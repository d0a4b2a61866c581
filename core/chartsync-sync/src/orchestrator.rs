//! Per-table reconciliation between the local and remote stores.
//!
//! A pass walks the registry in processing order and, for each table, pulls
//! (remote → local, last-write-wins on `updated_at`) and then pushes
//! (local → remote, in fixed-size batches). Failures are contained at the
//! level where they happen: a bad record never fails its batch, a failed
//! batch never fails its table, a failed table never fails the pass.
//!
//! The orchestrator holds no state of its own between passes and performs no
//! mutual exclusion; the scheduler owns both.

use crate::context::SyncContext;
use crate::error::{SyncError, SyncResult};
use crate::registry::{SyncScope, TableMapping};
use crate::sanitize::sanitize_record;
use crate::transport::WireRecord;
use chartsync_storage::{MergeOutcome, Repository};
use chartsync_types::{Record, Timestamp};
use std::sync::Arc;
use tracing::{debug, info, warn};

/// What happened to one inbound record.
#[derive(Debug, Clone, Copy, PartialEq, Eq)]
pub enum PullOutcome {
    /// Absent locally; inserted.
    Inserted,
    /// Remote copy was strictly newer; local copy overwritten.
    Updated,
    /// Local copy is as new or newer; left untouched.
    Unchanged,
}

/// Outcome of pulling and/or pushing one table.
#[derive(Debug, Clone, Default, PartialEq, Eq)]
pub struct TableReport {
    /// Local table name.
    pub table: String,
    pub pulled: usize,
    pub inserted: usize,
    pub updated: usize,
    pub unchanged: usize,
    pub failed_records: usize,
    pub pushed: usize,
    pub push_batches: usize,
    pub failed_batches: usize,
    /// Error messages, in the order they occurred.
    pub errors: Vec<String>,
}

impl TableReport {
    fn new(table: &str) -> Self {
        Self {
            table: table.to_string(),
            ..Default::default()
        }
    }

    fn fail(&mut self, error: SyncError) {
        self.errors.push(error.to_string());
    }

    fn merge(&mut self, other: TableReport) {
        self.pulled += other.pulled;
        self.inserted += other.inserted;
        self.updated += other.updated;
        self.unchanged += other.unchanged;
        self.failed_records += other.failed_records;
        self.pushed += other.pushed;
        self.push_batches += other.push_batches;
        self.failed_batches += other.failed_batches;
        self.errors.extend(other.errors);
    }

    /// Whether nothing went wrong.
    #[must_use]
    pub fn is_clean(&self) -> bool {
        self.errors.is_empty()
    }
}

/// Outcome of one pass.
#[derive(Debug, Clone, PartialEq, Eq)]
pub struct PassReport {
    pub scope: SyncScope,
    pub started_at: Timestamp,
    pub finished_at: Timestamp,
    /// Set when the pass stopped before touching any table.
    pub aborted: Option<String>,
    pub tables: Vec<TableReport>,
}

impl PassReport {
    /// All error messages of the pass, in order.
    pub fn errors(&self) -> impl Iterator<Item = &str> {
        self.aborted
            .iter()
            .map(String::as_str)
            .chain(self.tables.iter().flat_map(|t| t.errors.iter().map(String::as_str)))
    }

    /// The most recent error, surfaced as `SyncState.error`.
    #[must_use]
    pub fn last_error(&self) -> Option<String> {
        self.errors().last().map(str::to_string)
    }

    /// Whether the pass completed without any error.
    #[must_use]
    pub fn is_success(&self) -> bool {
        self.errors().next().is_none()
    }

    /// Report for one table, if it was part of the pass.
    #[must_use]
    pub fn table(&self, local: &str) -> Option<&TableReport> {
        self.tables.iter().find(|t| t.table == local)
    }

    #[must_use]
    pub fn total_pushed(&self) -> usize {
        self.tables.iter().map(|t| t.pushed).sum()
    }

    #[must_use]
    pub fn total_push_batches(&self) -> usize {
        self.tables.iter().map(|t| t.push_batches).sum()
    }

    #[must_use]
    pub fn total_failed_batches(&self) -> usize {
        self.tables.iter().map(|t| t.failed_batches).sum()
    }
}

/// Reconciles tables between the local and remote stores.
pub struct SyncOrchestrator {
    ctx: Arc<SyncContext>,
}

impl SyncOrchestrator {
    /// Creates an orchestrator over a context.
    pub fn new(ctx: Arc<SyncContext>) -> Self {
        Self { ctx }
    }

    /// Runs one pass over the tables of `scope`.
    ///
    /// The pass starts with a health check; an unhealthy remote aborts it
    /// before any table is touched. Otherwise every table is pulled and then
    /// pushed, sequentially, in registry order.
    pub async fn run(&self, scope: SyncScope) -> PassReport {
        let started_at = Timestamp::now();
        let tables = self.ctx.registry.tables_for(scope);
        info!("Starting {:?} sync pass over {} tables", scope, tables.len());

        let health = self.ctx.remote.health_check().await;
        if !health.healthy {
            let error = SyncError::RemoteUnavailable(format!(
                "health check failed{}",
                health
                    .provider
                    .map(|p| format!(" ({p})"))
                    .unwrap_or_default()
            ));
            warn!("Aborting {:?} sync pass: {}", scope, error);
            return PassReport {
                scope,
                started_at,
                finished_at: Timestamp::now(),
                aborted: Some(error.to_string()),
                tables: Vec::new(),
            };
        }

        let mut reports = Vec::with_capacity(tables.len());
        for mapping in &tables {
            reports.push(self.sync_table(mapping).await);
        }

        let report = PassReport {
            scope,
            started_at,
            finished_at: Timestamp::now(),
            aborted: None,
            tables: reports,
        };
        info!(
            "Finished {:?} sync pass: {} records pushed, {} errors",
            scope,
            report.total_pushed(),
            report.errors().count()
        );
        report
    }

    /// Pulls then pushes one table.
    pub async fn sync_table(&self, mapping: &TableMapping) -> TableReport {
        let mut report = self.pull_table(mapping.remote, mapping.local).await;
        report.merge(self.push_table(mapping.local, mapping.remote).await);
        report
    }

    /// Fetches every remote record of a table and applies each one locally
    /// with last-write-wins. Never fails: transport and per-record errors are
    /// collected in the report.
    pub async fn pull_table(&self, remote: &str, local: &str) -> TableReport {
        let mut report = TableReport::new(local);

        let response = self.ctx.remote.pull(remote).await;
        if !response.success {
            let error = SyncError::RemoteUnavailable(format!(
                "pull {remote}: {}",
                response.error.as_deref().unwrap_or("unknown error")
            ));
            warn!("{}", error);
            report.fail(error);
            return report;
        }

        let records = response.data.unwrap_or_default();
        report.pulled = records.len();
        debug!("Pulled {} records from {}", records.len(), remote);

        for raw in records {
            match self.apply_remote(local, raw).await {
                Ok(PullOutcome::Inserted) => report.inserted += 1,
                Ok(PullOutcome::Updated) => report.updated += 1,
                Ok(PullOutcome::Unchanged) => report.unchanged += 1,
                Err(e) => {
                    warn!("Skipping record in {}: {}", local, e);
                    report.failed_records += 1;
                    report.fail(e);
                }
            }
        }

        info!(
            "Pulled {}: {} inserted, {} updated, {} unchanged, {} failed",
            local, report.inserted, report.updated, report.unchanged, report.failed_records
        );
        report
    }

    /// Applies one inbound wire record to the local table.
    ///
    /// The timestamp comparison and the write are one store transaction, so a
    /// local write landing mid-pull is never overwritten by an older copy.
    /// The write runs inside a bulk operation so hydration does not flood the
    /// audit trail; the suppression scope covers only this record's write.
    pub async fn apply_remote(&self, local: &str, raw: serde_json::Value) -> SyncResult<PullOutcome> {
        let record = Record::from_wire(raw).map_err(|e| SyncError::RecordSerialization {
            table: local.to_string(),
            reason: e.to_string(),
        })?;

        let repository = self.ctx.repository.clone();
        let audit = self.ctx.audit.clone();
        let table = local.to_string();
        tokio::task::spawn_blocking(move || -> SyncResult<PullOutcome> {
            let _bulk = audit.begin_bulk_operation();
            Ok(match repository.merge_newer(&table, &record)? {
                MergeOutcome::Inserted => PullOutcome::Inserted,
                MergeOutcome::Replaced(_) => PullOutcome::Updated,
                MergeOutcome::Kept => PullOutcome::Unchanged,
            })
        })
        .await?
    }

    /// Sends every local record of a table to the remote store in batches of
    /// the configured size. A failed batch is recorded and the remaining
    /// batches are still sent; nothing is retried within the pass.
    pub async fn push_table(&self, local: &str, remote: &str) -> TableReport {
        let mut report = TableReport::new(local);

        let repository = self.ctx.repository.clone();
        let table = local.to_string();
        let records = match tokio::task::spawn_blocking(move || repository.list(&table)).await {
            Ok(Ok(records)) => records,
            Ok(Err(e)) => {
                let error = SyncError::Storage(e);
                warn!("Cannot read {} for push: {}", local, error);
                report.fail(error);
                return report;
            }
            Err(e) => {
                let error = SyncError::from(e);
                warn!("Cannot read {} for push: {}", local, error);
                report.fail(error);
                return report;
            }
        };

        if records.is_empty() {
            debug!("Nothing to push for {}", local);
            return report;
        }

        let wire: Vec<WireRecord> = records.iter().map(sanitize_record).collect();
        let batch_size = self.ctx.config.batch_size.max(1);

        for (seq, chunk) in wire.chunks(batch_size).enumerate() {
            report.push_batches += 1;
            let response = self.ctx.remote.push_batch(remote, chunk).await;
            if response.success {
                report.pushed += chunk.len();
                debug!("Pushed batch {} of {} ({} records)", seq, remote, chunk.len());
            } else {
                report.failed_batches += 1;
                let error = SyncError::RemoteUnavailable(format!(
                    "push {remote} batch {seq}: {}",
                    response.error.as_deref().unwrap_or("unknown error")
                ));
                warn!("{}", error);
                report.fail(error);
            }
        }

        info!(
            "Pushed {}: {}/{} records in {} batches ({} failed)",
            local,
            report.pushed,
            wire.len(),
            report.push_batches,
            report.failed_batches
        );
        report
    }

    /// Pushes one record immediately, outside the scheduled passes.
    /// Returns whether the remote accepted it; never fails.
    pub async fn upsert_record_immediate(&self, local: &str, record: &Record) -> bool {
        let remote = match self.ctx.registry.remote_name(local) {
            Ok(remote) => remote,
            Err(e) => {
                warn!("Immediate upsert rejected: {}", e);
                return false;
            }
        };
        if !self.ctx.status.is_online() {
            debug!("Immediate upsert of {}/{} skipped: offline", local, record.id);
            return false;
        }

        let response = self
            .ctx
            .remote
            .upsert_one(remote, &sanitize_record(record))
            .await;
        if !response.success {
            warn!(
                "Immediate upsert of {}/{} failed: {}",
                local,
                record.id,
                response.error.as_deref().unwrap_or("unknown error")
            );
        }
        response.success
    }
}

• • • • •

Aim of the task = Transcribe only, please, the lines from the first line of the records through the line with "#[derive(Debug, Clone, Copy, PartialEq, Eq)]". Both of those lines are included.

Solved problem =
repository d0a4b2a61866c581
filename core/chartsync-sync/src/orchestrator.rs
//! Per-table reconciliation between the local and remote stores.
//!
//! A pass walks the registry in processing order and, for each table, pulls
//! (remote → local, last-write-wins on `updated_at`) and then pushes
//! (local → remote, in fixed-size batches). Failures are contained at the
//! level where they happen: a bad record never fails its batch, a failed
//! batch never fails its table, a failed table never fails the pass.
//!
//! The orchestrator holds no state of its own between passes and performs no
//! mutual exclusion; the scheduler owns both.

use crate::context::SyncContext;
use crate::error::{SyncError, SyncResult};
use crate::registry::{SyncScope, TableMapping};
use crate::sanitize::sanitize_record;
use crate::transport::WireRecord;
use chartsync_storage::{MergeOutcome, Repository};
use chartsync_types::{Record, Timestamp};
use std::sync::Arc;
use tracing::{debug, info, warn};

/// What happened to one inbound record.
#[derive(Debug, Clone, Copy, PartialEq, Eq)]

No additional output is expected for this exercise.